FF-driven iCCA pathogenesis was successfully modeled on a Tp53 murine background, revealing biological heterogeneity among structurally different FFs. Double blockade of FF-ERK signaling deserves consideration for precision-based approaches against human FF iCCA.
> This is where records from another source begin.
//! # Unload Orchestrator
//!
//! Dependent-safe, reference-gated teardown. A node can only be freed once
//! every node that depends on it is gone, so the walk is an iterative
//! two-phase depth traversal over the *dependents* direction: the first
//! visit queues everything above a node, and the second visit, reached only
//! after those have settled, performs the actual teardown. Each node is
//! queued at most once, and every requested name ends with exactly one
//! terminal result.

use crate::ComponentHost;
use plugboard_bus::{HostEvent, UnloadEntry};
use plugboard_types::UnloadResult;
use std::collections::{HashMap, HashSet};
use tracing::{debug, error};

/// Terminal decisions in the order they were reached.
#[derive(Default)]
struct UnloadReport {
    order: Vec<String>,
    map: HashMap<String, UnloadResult>,
}

impl UnloadReport {
    fn record(&mut self, name: &str, result: UnloadResult) {
        if !self.map.contains_key(name) {
            self.order.push(name.to_string());
        }
        self.map.insert(name.to_string(), result);
    }

    fn contains(&self, name: &str) -> bool {
        self.map.contains_key(name)
    }

    fn into_entries(self) -> Vec<UnloadEntry> {
        self.order
            .into_iter()
            .map(|name| {
                let result = self.map[&name];
                UnloadEntry { name, result }
            })
            .collect()
    }
}

impl ComponentHost {
    /// Unload a set of components by name.
    ///
    /// With `unload_deps` false, a node outside the requested set acts as a
    /// boundary: the walk does not descend through it, and whatever it
    /// shields stays loaded. With `unload_deps` true the walk cascades,
    /// unloading dependents before the components they depend on.
    ///
    /// Returns one terminal result per reached name (requested names that
    /// are not registered report `NameNotFound` immediately; requested
    /// names the walk never settles report `NotReached`). The same results
    /// travel in the `UnloadComplete` event. Fails immediately, unloading
    /// nothing, if a load or unload is already in progress.
    pub fn unload_components(&self, names: &[&str], unload_deps: bool) -> Vec<UnloadEntry> {
        let Some(_op) = self.begin_operation("unload") else {
            return Vec::new();
        };

        let mut graph = self.graph.lock();

        self.raise(
            &graph,
            HostEvent::UnloadBegin {
                names: names.iter().map(ToString::to_string).collect(),
                count: names.len(),
                unload_deps,
            },
        );

        let mut report = UnloadReport::default();
        let mut requested: HashSet<String> = HashSet::new();
        for name in names {
            if graph.contains(name) {
                requested.insert((*name).to_string());
            } else {
                error!(component = name, "cannot unload component that is not loaded");
                report.record(name, UnloadResult::NameNotFound);
            }
        }

        graph.reset_walk_markers();

        // Seed the walk with the requested nodes, in request order.
        let mut stack: Vec<String> = Vec::new();
        for name in names {
            if let Some(node) = graph.node_mut(name) {
                if !node.queued {
                    node.queued = true;
                    stack.push((*name).to_string());
                }
            }
        }

        while let Some(name) = stack.last().cloned() {
            let Some(node) = graph.node(&name) else {
                stack.pop();
                continue;
            };

            if node.visited && node.finalized {
                stack.pop();
                continue;
            }

            // A node outside the requested set is a boundary when cascading
            // is off: leave it alone and record nothing for it.
            if !unload_deps && !requested.contains(&name) {
                error!(
                    component = %name,
                    "cannot unload dependent component, cascading is disabled"
                );
                if let Some(node) = graph.node_mut(&name) {
                    node.visited = true;
                    node.finalized = true;
                }
                stack.pop();
                continue;
            }

            let unloadable = node
                .instance
                .as_ref()
                .is_some_and(|instance| instance.is_unloadable());
            if !unloadable {
                error!(component = %name, "component is marked as not unloadable");
                report.record(&name, UnloadResult::IsNotUnloadable);
                if let Some(node) = graph.node_mut(&name) {
                    node.visited = true;
                    node.finalized = true;
                }
                stack.pop();
                continue;
            }

            if node.visited {
                // Second visit: everything above this node has settled.
                if !node.dependents.is_empty() {
                    error!(
                        component = %name,
                        "component is still required by a component that did not unload"
                    );
                    report.record(&name, UnloadResult::HasDependentComponent);
                    if let Some(node) = graph.node_mut(&name) {
                        node.finalized = true;
                    }
                    stack.pop();
                    continue;
                }

                let gate = node.gate.clone();
                if !gate.wait_drained(self.config.unload_wait) {
                    error!(
                        component = %name,
                        "timed out waiting for live references to drain"
                    );
                    report.record(&name, UnloadResult::ReferenceStillHeld);
                    if let Some(node) = graph.node_mut(&name) {
                        node.finalized = true;
                    }
                    stack.pop();
                    continue;
                }

                // Safe to free: unlink, erase, and run the destructor. The
                // instance drop releases this node's own dependency handles,
                // draining the gates of the nodes below it on the stack.
                let removed = graph.unlink_and_remove(&name);
                drop(removed);
                debug!(component = %name, "component unloaded");
                report.record(&name, UnloadResult::Success);
                stack.pop();
                continue;
            }

            // First visit: queue every current dependent above this node.
            let dependents: Vec<String> = node.dependents.iter().cloned().collect();
            if let Some(node) = graph.node_mut(&name) {
                node.visited = true;
                node.finalized = false;
            }
            for dependent in dependents {
                if let Some(dependent_node) = graph.node_mut(&dependent) {
                    if !dependent_node.queued {
                        dependent_node.queued = true;
                        stack.push(dependent);
                    }
                }
            }
        }

        // A requested name the walk never settled is reported explicitly
        // rather than silently omitted.
        for name in names {
            if requested.contains(*name) && !report.contains(name) {
                report.record(name, UnloadResult::NotReached);
            }
        }

        let entries = report.into_entries();
        self.raise(
            &graph,
            HostEvent::UnloadComplete {
                results: entries.clone(),
                count: entries.len(),
            },
        );

        entries
    }
}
Intrahepatic cholangiocarcinoma (iCCA) is a rare cancer that is difficult to treat. A subtype of iCCA is caused by genomic alterations that generate oncogenic drivers known as FGFR2 fusions. Patients with FGFR2 fusions respond to FGFR inhibitors, but clinical responses are often of modest duration. We used animal and cellular models to show that FGFR2 fusions require the activity of a downstream effector named Mek1/2. We found that dual blockade of FGFR2 fusions and Mek1/2 was more effective than isolated inhibition of FGFR2 fusions, pointing to the potential clinical utility of dual FGFR2-MEK1/2 blockade in patients with iCCA.
约 15%的肝内胆管癌(iCCA)表达成纤维细胞生长因子受体 2(FGFR2)融合蛋白(FFs),通常伴随着 TP53、CDKN2A 或 BAP1 的突变失活。在 FFs 中,FGFR2 残基 1-768 与由 60 多种不同的伙伴基因编码的序列融合,导致致癌 FF 激活。虽然 FGFR 特异性酪氨酸激酶抑制剂(F-TKI)在 FF iCCA 中提供了临床获益,但反应是部分的和/或受到耐药机制的限制,例如 FGFR2 门控残基中的 V565F 取代。因此,改善 iCCA 中的 FF 靶向仍然是一个关键的未满足的需求。在此,我们旨在建立一个 FF 驱动的 iCCA 小鼠模型,并利用该模型揭示可操作的 FF 相关依赖性。
在 Tp53 小鼠肝类器官中表达了携带不同融合序列的四种 iCCA FFs。通过将遗传修饰的肝类器官移植到免疫缺陷小鼠中,评估其致瘤特性。利用来源于肿瘤病变的细胞模型进行临床前研究。
表达 FF 的肝类器官移植产生了根据组织学、表型和转录组分析诊断为 CCA 的肿瘤。这种致瘤表型的易感性受 FF 身份的影响。CCA 病变衍生的肿瘤类器官和 2D 细胞系依赖于 FF 信号通过 Ras-Erk,无论 FF 身份或 V565F 突变如何。同时抑制 FF 和 Mek1/2(通过药理学抑制 FFs 和 Mek1/2)对 FF-ERK 通路的双重阻断比单独使用 F-TKI 在体外和体内都具有更高的治疗效果。
在 Tp53 小鼠背景下成功地模拟了 FF 驱动的 iCCA 发病机制,揭示了结构不同的 FFs 之间存在生物学异质性。FF-ERK 信号的双重阻断值得考虑用于针对人类 FF iCCA 的基于精准医学的方法。
肝内胆管癌(iCCA)是一种难以治疗的罕见癌症。iCCA 的一个亚型是由产生致癌驱动因子的基因组改变引起的,这些驱动因子被称为 FGFR2 融合。FGFR2 融合的患者对 FGFR 抑制剂有反应,但临床反应通常持续时间较短。我们使用动物和细胞模型表明,FGFR2 融合需要一种下游效应因子 Mek1/2 的活性。我们发现,双重阻断 FGFR2 融合和 Mek1/2 比单独抑制 FGFR2 融合更有效,这表明在 iCCA 患者中双重 FGFR2-MEK1/2 阻断具有潜在的临床应用价值。